▶ Source material:
********************

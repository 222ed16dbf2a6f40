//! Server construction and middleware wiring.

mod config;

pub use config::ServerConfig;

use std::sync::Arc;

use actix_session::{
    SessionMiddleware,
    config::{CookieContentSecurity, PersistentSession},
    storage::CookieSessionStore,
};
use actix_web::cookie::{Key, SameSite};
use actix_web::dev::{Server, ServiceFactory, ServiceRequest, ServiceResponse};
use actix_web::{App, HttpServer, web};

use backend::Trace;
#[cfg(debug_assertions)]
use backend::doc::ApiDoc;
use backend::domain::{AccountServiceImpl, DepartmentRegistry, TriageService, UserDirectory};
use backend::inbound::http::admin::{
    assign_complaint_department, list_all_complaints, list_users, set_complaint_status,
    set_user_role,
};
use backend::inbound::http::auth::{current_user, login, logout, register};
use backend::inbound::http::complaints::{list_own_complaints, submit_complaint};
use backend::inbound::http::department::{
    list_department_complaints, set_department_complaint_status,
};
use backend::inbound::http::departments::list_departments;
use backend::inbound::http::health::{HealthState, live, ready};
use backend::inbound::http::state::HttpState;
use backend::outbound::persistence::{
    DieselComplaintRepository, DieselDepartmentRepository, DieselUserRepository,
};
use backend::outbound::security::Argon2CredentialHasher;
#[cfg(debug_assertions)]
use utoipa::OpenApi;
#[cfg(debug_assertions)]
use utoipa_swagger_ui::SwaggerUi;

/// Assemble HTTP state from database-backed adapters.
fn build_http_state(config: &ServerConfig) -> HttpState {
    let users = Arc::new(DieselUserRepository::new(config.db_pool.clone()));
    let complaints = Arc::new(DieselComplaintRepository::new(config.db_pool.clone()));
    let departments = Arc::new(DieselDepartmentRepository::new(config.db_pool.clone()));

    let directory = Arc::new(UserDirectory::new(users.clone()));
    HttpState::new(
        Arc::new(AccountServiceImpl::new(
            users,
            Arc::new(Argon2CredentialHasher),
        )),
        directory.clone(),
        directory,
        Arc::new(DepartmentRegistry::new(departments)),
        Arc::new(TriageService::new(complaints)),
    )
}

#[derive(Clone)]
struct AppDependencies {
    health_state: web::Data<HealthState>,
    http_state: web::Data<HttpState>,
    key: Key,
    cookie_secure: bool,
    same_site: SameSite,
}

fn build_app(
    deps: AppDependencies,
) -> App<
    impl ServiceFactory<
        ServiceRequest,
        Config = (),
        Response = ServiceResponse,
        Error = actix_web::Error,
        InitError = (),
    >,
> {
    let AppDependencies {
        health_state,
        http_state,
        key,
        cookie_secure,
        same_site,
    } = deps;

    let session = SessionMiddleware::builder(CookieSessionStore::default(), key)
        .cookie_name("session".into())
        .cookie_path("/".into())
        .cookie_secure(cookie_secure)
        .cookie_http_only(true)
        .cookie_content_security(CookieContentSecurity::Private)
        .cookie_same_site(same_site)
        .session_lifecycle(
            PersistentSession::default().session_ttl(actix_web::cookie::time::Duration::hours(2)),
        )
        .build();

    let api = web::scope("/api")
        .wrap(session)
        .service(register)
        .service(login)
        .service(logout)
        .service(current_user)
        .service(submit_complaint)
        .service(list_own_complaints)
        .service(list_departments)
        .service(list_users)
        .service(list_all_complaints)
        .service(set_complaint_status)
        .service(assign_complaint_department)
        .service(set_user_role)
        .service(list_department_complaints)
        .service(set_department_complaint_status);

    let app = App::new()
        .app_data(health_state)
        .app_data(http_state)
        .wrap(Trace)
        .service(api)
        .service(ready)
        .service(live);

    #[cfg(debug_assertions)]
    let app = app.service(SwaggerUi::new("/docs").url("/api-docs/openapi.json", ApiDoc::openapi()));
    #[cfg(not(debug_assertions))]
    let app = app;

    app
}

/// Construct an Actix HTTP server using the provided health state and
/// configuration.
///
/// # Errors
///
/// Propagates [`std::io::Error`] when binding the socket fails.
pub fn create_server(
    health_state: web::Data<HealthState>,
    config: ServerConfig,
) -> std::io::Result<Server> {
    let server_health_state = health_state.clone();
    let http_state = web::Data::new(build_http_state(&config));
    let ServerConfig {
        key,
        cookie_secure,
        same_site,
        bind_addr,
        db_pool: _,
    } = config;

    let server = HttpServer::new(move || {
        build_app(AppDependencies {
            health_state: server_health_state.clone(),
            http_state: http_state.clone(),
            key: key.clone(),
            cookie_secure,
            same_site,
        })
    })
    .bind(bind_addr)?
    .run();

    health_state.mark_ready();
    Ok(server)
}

********************

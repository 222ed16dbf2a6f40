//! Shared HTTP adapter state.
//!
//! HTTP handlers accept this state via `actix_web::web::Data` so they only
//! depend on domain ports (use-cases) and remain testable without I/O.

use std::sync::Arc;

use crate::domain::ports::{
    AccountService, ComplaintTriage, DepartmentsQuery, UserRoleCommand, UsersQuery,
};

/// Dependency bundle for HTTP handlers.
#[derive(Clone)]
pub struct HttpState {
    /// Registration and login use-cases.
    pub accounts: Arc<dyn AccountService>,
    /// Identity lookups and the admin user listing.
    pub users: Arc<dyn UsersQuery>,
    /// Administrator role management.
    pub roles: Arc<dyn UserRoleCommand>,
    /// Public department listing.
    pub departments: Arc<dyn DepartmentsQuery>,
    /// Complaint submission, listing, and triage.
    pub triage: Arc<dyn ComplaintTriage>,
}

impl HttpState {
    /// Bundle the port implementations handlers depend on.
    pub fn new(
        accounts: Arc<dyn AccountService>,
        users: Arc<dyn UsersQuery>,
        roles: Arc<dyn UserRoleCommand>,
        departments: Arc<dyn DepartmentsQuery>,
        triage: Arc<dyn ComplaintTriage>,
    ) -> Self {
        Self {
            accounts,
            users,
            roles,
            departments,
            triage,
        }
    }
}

********************

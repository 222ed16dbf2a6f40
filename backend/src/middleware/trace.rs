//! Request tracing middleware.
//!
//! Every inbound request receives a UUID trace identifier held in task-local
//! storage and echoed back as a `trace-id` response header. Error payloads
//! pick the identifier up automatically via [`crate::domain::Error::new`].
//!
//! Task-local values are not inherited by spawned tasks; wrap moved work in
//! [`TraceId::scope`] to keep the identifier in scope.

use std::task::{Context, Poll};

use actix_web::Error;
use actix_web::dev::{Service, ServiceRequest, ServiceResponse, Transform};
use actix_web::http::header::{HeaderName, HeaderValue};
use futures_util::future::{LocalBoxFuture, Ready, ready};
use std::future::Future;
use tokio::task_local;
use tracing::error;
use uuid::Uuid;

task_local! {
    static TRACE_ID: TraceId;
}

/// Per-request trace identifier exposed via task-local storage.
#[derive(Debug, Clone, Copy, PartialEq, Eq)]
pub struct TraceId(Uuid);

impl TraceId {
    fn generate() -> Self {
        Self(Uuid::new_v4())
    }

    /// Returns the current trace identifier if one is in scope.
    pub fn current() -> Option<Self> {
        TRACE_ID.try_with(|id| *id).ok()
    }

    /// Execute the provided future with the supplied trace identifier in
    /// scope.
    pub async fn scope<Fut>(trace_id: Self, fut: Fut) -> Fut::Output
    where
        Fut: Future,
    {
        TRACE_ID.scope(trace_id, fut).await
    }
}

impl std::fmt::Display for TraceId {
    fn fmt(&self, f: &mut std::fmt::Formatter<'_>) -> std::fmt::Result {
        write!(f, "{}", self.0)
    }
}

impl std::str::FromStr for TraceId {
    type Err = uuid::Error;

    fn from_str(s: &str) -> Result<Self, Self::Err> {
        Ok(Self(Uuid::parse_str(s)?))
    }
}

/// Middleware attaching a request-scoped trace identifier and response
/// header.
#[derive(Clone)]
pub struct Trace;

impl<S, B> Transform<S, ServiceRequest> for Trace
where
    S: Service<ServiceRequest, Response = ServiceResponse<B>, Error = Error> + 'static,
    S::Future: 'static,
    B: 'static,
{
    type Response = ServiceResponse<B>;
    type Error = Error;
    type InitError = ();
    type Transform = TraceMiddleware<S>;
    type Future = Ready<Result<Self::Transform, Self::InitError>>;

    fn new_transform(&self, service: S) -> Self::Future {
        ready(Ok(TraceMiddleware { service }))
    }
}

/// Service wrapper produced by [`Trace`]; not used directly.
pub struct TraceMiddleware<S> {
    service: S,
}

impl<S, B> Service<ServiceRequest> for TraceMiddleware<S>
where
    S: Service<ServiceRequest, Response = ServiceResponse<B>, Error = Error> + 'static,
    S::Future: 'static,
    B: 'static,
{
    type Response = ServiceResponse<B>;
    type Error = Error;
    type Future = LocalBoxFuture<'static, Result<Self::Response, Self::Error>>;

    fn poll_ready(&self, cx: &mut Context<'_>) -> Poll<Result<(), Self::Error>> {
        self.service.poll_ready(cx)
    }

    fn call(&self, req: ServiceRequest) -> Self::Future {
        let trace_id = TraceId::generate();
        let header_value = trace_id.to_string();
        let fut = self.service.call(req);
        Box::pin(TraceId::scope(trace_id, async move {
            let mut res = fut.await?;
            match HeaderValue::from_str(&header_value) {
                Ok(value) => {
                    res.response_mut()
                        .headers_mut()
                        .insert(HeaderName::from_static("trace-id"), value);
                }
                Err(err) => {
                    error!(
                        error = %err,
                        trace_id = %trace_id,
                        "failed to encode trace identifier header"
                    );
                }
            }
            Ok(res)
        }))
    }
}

********************

Nothing but a number should be returned: how many lines of the listing include "identifier".

▶ Answer for this exercise: 8